Richard M. Bird is Professor Emeritus, Department of Economics and Adjunct Professor and Co-Director of the International Tax Program at the Joseph L. Rotman School of Management, University of Toronto. He is a Fellow of the Royal Society of Canada and currently holds appointments as a Fellow at the C. D. Howe Institute and Distinguished Visiting Professor at the Andrew Young School of Public Policy, Georgia State University. He has served in the Fiscal Affairs Department of the International Monetary Fund; been a visiting professor in the United States, the Netherlands, Australia and elsewhere; and been a frequent consultant to the World Bank and other national and international organizations, working in more than 50 countries around the world. He has written and edited dozens of books and hundreds of articles, especially on public finance in developing countries. He was awarded the Daniel M. Holland Medal of the National Tax Association in 2006 for outstanding contributions to the study and practice of public finance.

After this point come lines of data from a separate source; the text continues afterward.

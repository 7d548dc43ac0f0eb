//! Linear kernel implementation

use crate::core::SparseVector;
use crate::kernel::Kernel;
use crate::provenance::{ObjectKind, ObjectProvenance};
use std::cmp::Ordering;

/// Linear kernel: K(x, y) = x^T * y
#[derive(Debug, Clone, Copy, Default, PartialEq)]
pub struct LinearKernel;

impl LinearKernel {
    pub const CLASS_NAME: &'static str = "LinearKernel";

    /// Create a new linear kernel
    pub fn new() -> Self {
        Self
    }
}

impl Kernel for LinearKernel {
    fn compute(&self, x: &SparseVector, y: &SparseVector) -> f64 {
        dot_product_sparse(x, y)
    }

    fn provenance(&self) -> ObjectProvenance {
        ObjectProvenance::new(ObjectKind::Component, Self::CLASS_NAME)
    }
}

/// Dot product of two sparse vectors, merging their sorted index lists
pub(crate) fn dot_product_sparse(x: &SparseVector, y: &SparseVector) -> f64 {
    let mut left = x.iter().peekable();
    let mut right = y.iter().peekable();
    let mut sum = 0.0;

    while let (Some(&(i, a)), Some(&(j, b))) = (left.peek(), right.peek()) {
        match i.cmp(&j) {
            Ordering::Equal => {
                sum += a * b;
                left.next();
                right.next();
            }
            Ordering::Less => {
                left.next();
            }
            Ordering::Greater => {
                right.next();
            }
        }
    }

    sum
}
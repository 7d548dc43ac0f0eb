//! Core traits connecting data, training and provenance

use crate::core::{FeatureMap, LabelInfo, Result, Sample};
use crate::model::Model;
use crate::provenance::ObjectProvenance;

/// A source of labelled samples, e.g. a file on disk or one side of a split
pub trait DataSource: Send + Sync {
    /// All samples in source order
    fn samples(&self) -> &[Sample];

    /// Feature names indexed by feature id
    fn feature_names(&self) -> &[String];

    /// Provenance describing where the samples came from
    fn provenance(&self) -> ObjectProvenance;

    /// Number of samples
    fn len(&self) -> usize {
        self.samples().len()
    }

    /// Check if the source is empty
    fn is_empty(&self) -> bool {
        self.samples().is_empty()
    }
}

/// Dataset abstraction for efficient data access
pub trait Dataset: Send + Sync {
    /// All samples in dataset order
    fn samples(&self) -> &[Sample];

    /// Feature domain observed in the samples
    fn feature_map(&self) -> &FeatureMap;

    /// Label domain observed in the samples
    fn label_info(&self) -> &LabelInfo;

    /// Provenance of the dataset, including its source chain
    fn provenance(&self) -> ObjectProvenance;

    /// Number of samples in the dataset
    fn len(&self) -> usize {
        self.samples().len()
    }

    /// Number of features (dimensionality)
    fn dim(&self) -> usize {
        self.feature_map().size()
    }

    /// Get a single sample by index
    ///
    /// # Panics
    /// Panics if index >= len()
    fn get_sample(&self, i: usize) -> Sample {
        self.samples()[i].clone()
    }

    /// Get all labels as a vector
    fn get_labels(&self) -> Vec<f64> {
        self.samples().iter().map(|s| s.label).collect()
    }

    /// Check if the dataset is empty
    fn is_empty(&self) -> bool {
        self.len() == 0
    }
}

/// Something that turns a dataset into a model
///
/// Trainers are immutable once built apart from their invocation counter,
/// which advances by one on every call to [`Trainer::train`].
pub trait Trainer: Send + Sync {
    /// Train a model on the dataset
    fn train(&self, dataset: &dyn Dataset) -> Result<Model>;

    /// Number of times `train` has been called, including draws restored at construction
    fn invocation_count(&self) -> u64;

    /// Provenance of the trainer in its current state
    fn provenance(&self) -> ObjectProvenance;
}
fn diff_pair(a: &ProvenanceNode, b: &ProvenanceNode, path: &str) -> Result<Option<DiffEntry>> {
    match (a, b) {
        (ProvenanceNode::Primitive(x), ProvenanceNode::Primitive(y)) => {
            let (old, new) = (x.to_string(), y.to_string());
            Ok((old != new).then_some(DiffEntry::Changed { old, new }))
        }
        (ProvenanceNode::List(xs), ProvenanceNode::List(ys)) => {
            if xs.len() != ys.len() {
                return Err(ReproError::UnsupportedDiff {
                    path: path.to_string(),
                    message: format!("cannot align lists of length {} and {}", xs.len(), ys.len()),
                });
            }
            let mut items = Vec::new();
            for (i, (x, y)) in xs.iter().zip(ys).enumerate() {
                if let Some(entry) = diff_pair(x, y, &format!("{path}[{i}]"))? {
                    items.push(entry);
                }
            }
            Ok((!items.is_empty()).then_some(DiffEntry::Items(items)))
        }
        (ProvenanceNode::Map(_), ProvenanceNode::Map(_)) => nested(a, b, path),
        (ProvenanceNode::Object(x), ProvenanceNode::Object(y)) if x.kind() == y.kind() => {
            nested(a, b, path)
        }
        _ => Ok(Some(DiffEntry::KindMismatch {
            old_kind: a.kind_name().to_string(),
            new_kind: b.kind_name().to_string(),
        })),
    }
}

fn nested(a: &ProvenanceNode, b: &ProvenanceNode, path: &str) -> Result<Option<DiffEntry>> {
    let left = keyed_children(a).unwrap_or_default();
    let right = keyed_children(b).unwrap_or_default();
    let report = diff_children(&left, &right, path)?;
    Ok((!report.is_empty()).then_some(DiffEntry::Nested(report)))
}

/// Render a node found on one side only, in full
fn one_sided(node: &ProvenanceNode, side: Side) -> DiffEntry {
    match node {
        ProvenanceNode::Primitive(value) => DiffEntry::Only {
            side,
            value: value.to_string(),
        },
        ProvenanceNode::List(items) if items.is_empty() => DiffEntry::Only {
            side,
            value: "[]".to_string(),
        },
        ProvenanceNode::List(items) => {
            DiffEntry::Items(items.iter().map(|item| one_sided(item, side)).collect())
        }
        ProvenanceNode::Map(entries) if entries.is_empty() => DiffEntry::Only {
            side,
            value: "{}".to_string(),
        },
        ProvenanceNode::Map(_) | ProvenanceNode::Object(_) => {
            let entries = keyed_children(node)
                .unwrap_or_default()
                .iter()
                .map(|(key, child)| (key.clone(), one_sided(child, side)))
                .collect();
            DiffEntry::Nested(DiffReport { entries })
        }
    }
}

#[cfg(test)]
mod tests {
    use super::*;
    use crate::provenance::{ObjectKind, ObjectProvenance};

    fn map(entries: Vec<(&str, ProvenanceNode)>) -> ProvenanceNode {
        ProvenanceNode::Map(entries.into_iter().map(|(k, v)| (k.to_string(), v)).collect())
    }

    fn trainer(c: f64, count: i64) -> ObjectProvenance {
        ObjectProvenance::new(ObjectKind::Trainer, "SVMTrainer")
            .with_configured("c", c)
            .with_configured(
                "kernel",
                ObjectProvenance::new(ObjectKind::Component, "RBFKernel")
                    .with_configured("gamma", 0.5),
            )
            .with_instance("train-invocation-count", count)
    }

    #[test]
    fn test_changed_added_and_unchanged_keys() {
        let a = map(vec![("a", 1i64.into()), ("b", map(vec![("x", "red".into())]))]);
        let b = map(vec![
            ("a", 2i64.into()),
            ("b", map(vec![("x", "red".into())])),
            ("c", 5i64.into()),
        ]);

        let report = diff(&a, &b).unwrap();
        assert_eq!(report.keys().collect::<Vec<_>>(), vec!["a", "c"]);
        assert_eq!(
            report.get("a"),
            Some(&DiffEntry::Changed {
                old: "1".to_string(),
                new: "2".to_string()
            })
        );
        assert_eq!(
            report.get("c"),
            Some(&DiffEntry::Only {
                side: Side::Reproduced,
                value: "5".to_string()
            })
        );

        let json = report.to_pretty_string(&DiffLabels::default()).unwrap();
        let expected = r#"{
  "a": {
    "original": "1",
    "reproduced": "2"
  },
  "c": {
    "reproduced": "5"
  }
}"#;
        assert_eq!(json, expected);
    }

    #[test]
    fn test_self_diff_is_empty() {
        let node = ProvenanceNode::Object(trainer(1.0, 3));
        assert!(diff(&node, &node).unwrap().is_empty());
    }

    #[test]
    fn test_diff_is_symmetric_in_detection() {
        let a = ProvenanceNode::Object(trainer(1.0, 3));
        let b = ProvenanceNode::Object(trainer(2.0, 4));

        let forward = diff(&a, &b).unwrap();
        let backward = diff(&b, &a).unwrap();
        assert_eq!(forward.keys().collect::<Vec<_>>(), backward.keys().collect::<Vec<_>>());
        for (key, entry) in forward.iter() {
            match (entry, backward.get(key)) {
                (
                    DiffEntry::Changed { old, new },
                    Some(DiffEntry::Changed { old: o2, new: n2 }),
                ) => {
                    assert_eq!(old, n2);
                    assert_eq!(new, o2);
                }
                other => panic!("unexpected pairing {other:?}"),
            }
        }
        assert_eq!(forward.keys().collect::<Vec<_>>(), vec!["c", "train-invocation-count"]);
    }

    #[test]
    fn test_nested_objects_are_recursed_and_pruned() {
        let a = ObjectProvenance::new(ObjectKind::Trainer, "SVMTrainer").with_configured(
            "kernel",
            ObjectProvenance::new(ObjectKind::Component, "RBFKernel")
                .with_configured("gamma", 0.5),
        );
        let b = ObjectProvenance::new(ObjectKind::Trainer, "SVMTrainer").with_configured(
            "kernel",
            ObjectProvenance::new(ObjectKind::Component, "RBFKernel")
                .with_configured("gamma", 0.25),
        );

        let report = diff(&a.into(), &b.into()).unwrap();
        let json = report.to_json(&DiffLabels::default());
        assert_eq!(json["kernel"]["gamma"]["original"], "0.5");
        assert_eq!(json["kernel"]["gamma"]["reproduced"], "0.25");
        assert!(json["kernel"].get("class-name").is_none());
    }

    #[test]
    fn test_paired_lists_keep_only_changed_elements() {
        let a = map(vec![(
            "members",
            vec![
                ProvenanceNode::Object(trainer(1.0, 0)),
                ProvenanceNode::Object(trainer(1.0, 0)),
            ]
            .into(),
        )]);
        let b = map(vec![(
            "members",
            vec![
                ProvenanceNode::Object(trainer(1.0, 0)),
                ProvenanceNode::Object(trainer(3.0, 0)),
            ]
            .into(),
        )]);

        let report = diff(&a, &b).unwrap();
        match report.get("members") {
            Some(DiffEntry::Items(items)) => {
                assert_eq!(items.len(), 1);
                assert!(matches!(
                    &items[0],
                    DiffEntry::Nested(r) if r.keys().collect::<Vec<_>>() == vec!["c"]
                ));
            }
            other => panic!("expected items, got {other:?}"),
        }
    }

    #[test]
    fn test_mismatched_list_lengths_are_unsupported() {
        let a = map(vec![("xs", vec![ProvenanceNode::from(1i64)].into())]);
        let b = map(vec![(
            "xs",
            vec![ProvenanceNode::from(1i64), ProvenanceNode::from(2i64)].into(),
        )]);

        match diff(&a, &b) {
            Err(ReproError::UnsupportedDiff { path, .. }) => assert_eq!(path, "xs"),
            other => panic!("expected an unsupported diff, got {other:?}"),
        }
    }

    #[test]
    fn test_kind_mismatch_is_reported_inline() {
        let a = map(vec![("source", ProvenanceNode::Object(trainer(1.0, 0))), ("n", 1i64.into())]);
        let b = map(vec![("source", "inline".into()), ("n", 2i64.into())]);

        let report = diff(&a, &b).unwrap();
        assert_eq!(
            report.get("source"),
            Some(&DiffEntry::KindMismatch {
                old_kind: "trainer".to_string(),
                new_kind: "primitive".to_string()
            })
        );
        assert!(report.get("n").is_some());
    }

    #[test]
    fn test_one_sided_subtrees_are_rendered_in_full() {
        let a = map(vec![]);
        let b = map(vec![
            ("trainer", ProvenanceNode::Object(trainer(1.0, 0))),
            ("tags", vec![ProvenanceNode::from("x")].into()),
            ("empty", ProvenanceNode::List(Vec::new())),
        ]);

        let json = diff(&a, &b).unwrap().to_json(&DiffLabels::new("left", "right"));
        assert_eq!(json["trainer"]["class-name"]["right"], "SVMTrainer");
        assert_eq!(json["trainer"]["kernel"]["gamma"]["right"], "0.5");
        assert_eq!(json["tags"][0]["right"], "x");
        assert_eq!(json["empty"]["right"], "[]");
    }

    #[test]
    fn test_equal_labels_keep_both_values() {
        let labels = DiffLabels::new("m.json", "m.json");
        assert_eq!(labels, DiffLabels::default());

        let a = map(vec![("k", 1i64.into())]);
        let b = map(vec![("k", 2i64.into())]);
        let json = diff(&a, &b).unwrap().to_json(&labels);
        assert_eq!(json["k"]["original"], "1");
        assert_eq!(json["k"]["reproduced"], "2");
    }

    #[test]
    fn test_root_must_be_keyed() {
        let a = ProvenanceNode::from(1i64);
        assert!(matches!(diff(&a, &a), Err(ReproError::UnsupportedDiff { .. })));
    }
}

Pierre-Pascal Gendron is Professor of Economics, The Business School, Humber Institute of Technology and Advanced Learning, Toronto, Canada. He has served in the federal government of Canada; been a consultant in progressive positions with tax practices of professional services firms in Canada and the Netherlands; and served as consultant on fiscal matters for the International Monetary Fund, the World Bank, the US Agency for International Development and the Forum of Federations. As a member of the Expert Roster of the Fiscal Affairs Department of the IMF, he has participated in a number of technical assistance missions on tax policy in Africa and the Middle East since 2007. He has also taught a VAT course at the African Tax Institute, University of Pretoria, South Africa. He has written extensively on public economics, especially in the area of taxation. He regularly speaks on the subject of VAT at conferences and seminars in the Americas, Europe and Africa.